Work instructions >> Give every entry again, exactly.

Collected data entries
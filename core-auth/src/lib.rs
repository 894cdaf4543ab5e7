//! # Authentication Module
//!
//! Account binding and encrypted credential storage.
//!
//! ## Overview
//!
//! - [`CredentialVault`] seals tokens with the host's [`SealedBox`] and opens
//!   them on demand (`get_token`, `set_token`, `clear`).
//! - [`AccountBinder`] validates a raw token against the external service
//!   before storing it, and re-binds when the account already exists.
//! - [`AesGcmSealedBox`] is a ready-made sealed box for hosts that keep a
//!   local key.
//!
//! [`SealedBox`]: bridge_traits::SealedBox

pub mod binder;
pub mod error;
pub mod sealed_box;
pub mod vault;

pub use binder::{AccountBinder, BindOutcome};
pub use error::{AuthError, Result};
pub use sealed_box::{AesGcmSealedBox, EncryptionKey};
pub use vault::{AccessToken, BoundCredentials, CredentialVault};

The completed task >>
filename core-auth/src/lib.rs
repository 894cdaf4543ab5e7
//! # Authentication Module
//!
//! Account binding and encrypted credential storage.
//!
//! ## Overview
//!
//! - [`CredentialVault`] seals tokens with the host's [`SealedBox`] and opens
//!   them on demand (`get_token`, `set_token`, `clear`).
//! - [`AccountBinder`] validates a raw token against the external service
//!   before storing it, and re-binds when the account already exists.
//! - [`AesGcmSealedBox`] is a ready-made sealed box for hosts that keep a
//!   local key.
//!
//! [`SealedBox`]: bridge_traits::SealedBox

pub mod binder;
pub mod error;
pub mod sealed_box;
pub mod vault;

pub use binder::{AccountBinder, BindOutcome};
pub use error::{AuthError, Result};
pub use sealed_box::{AesGcmSealedBox, EncryptionKey};
pub use vault::{AccessToken, BoundCredentials, CredentialVault};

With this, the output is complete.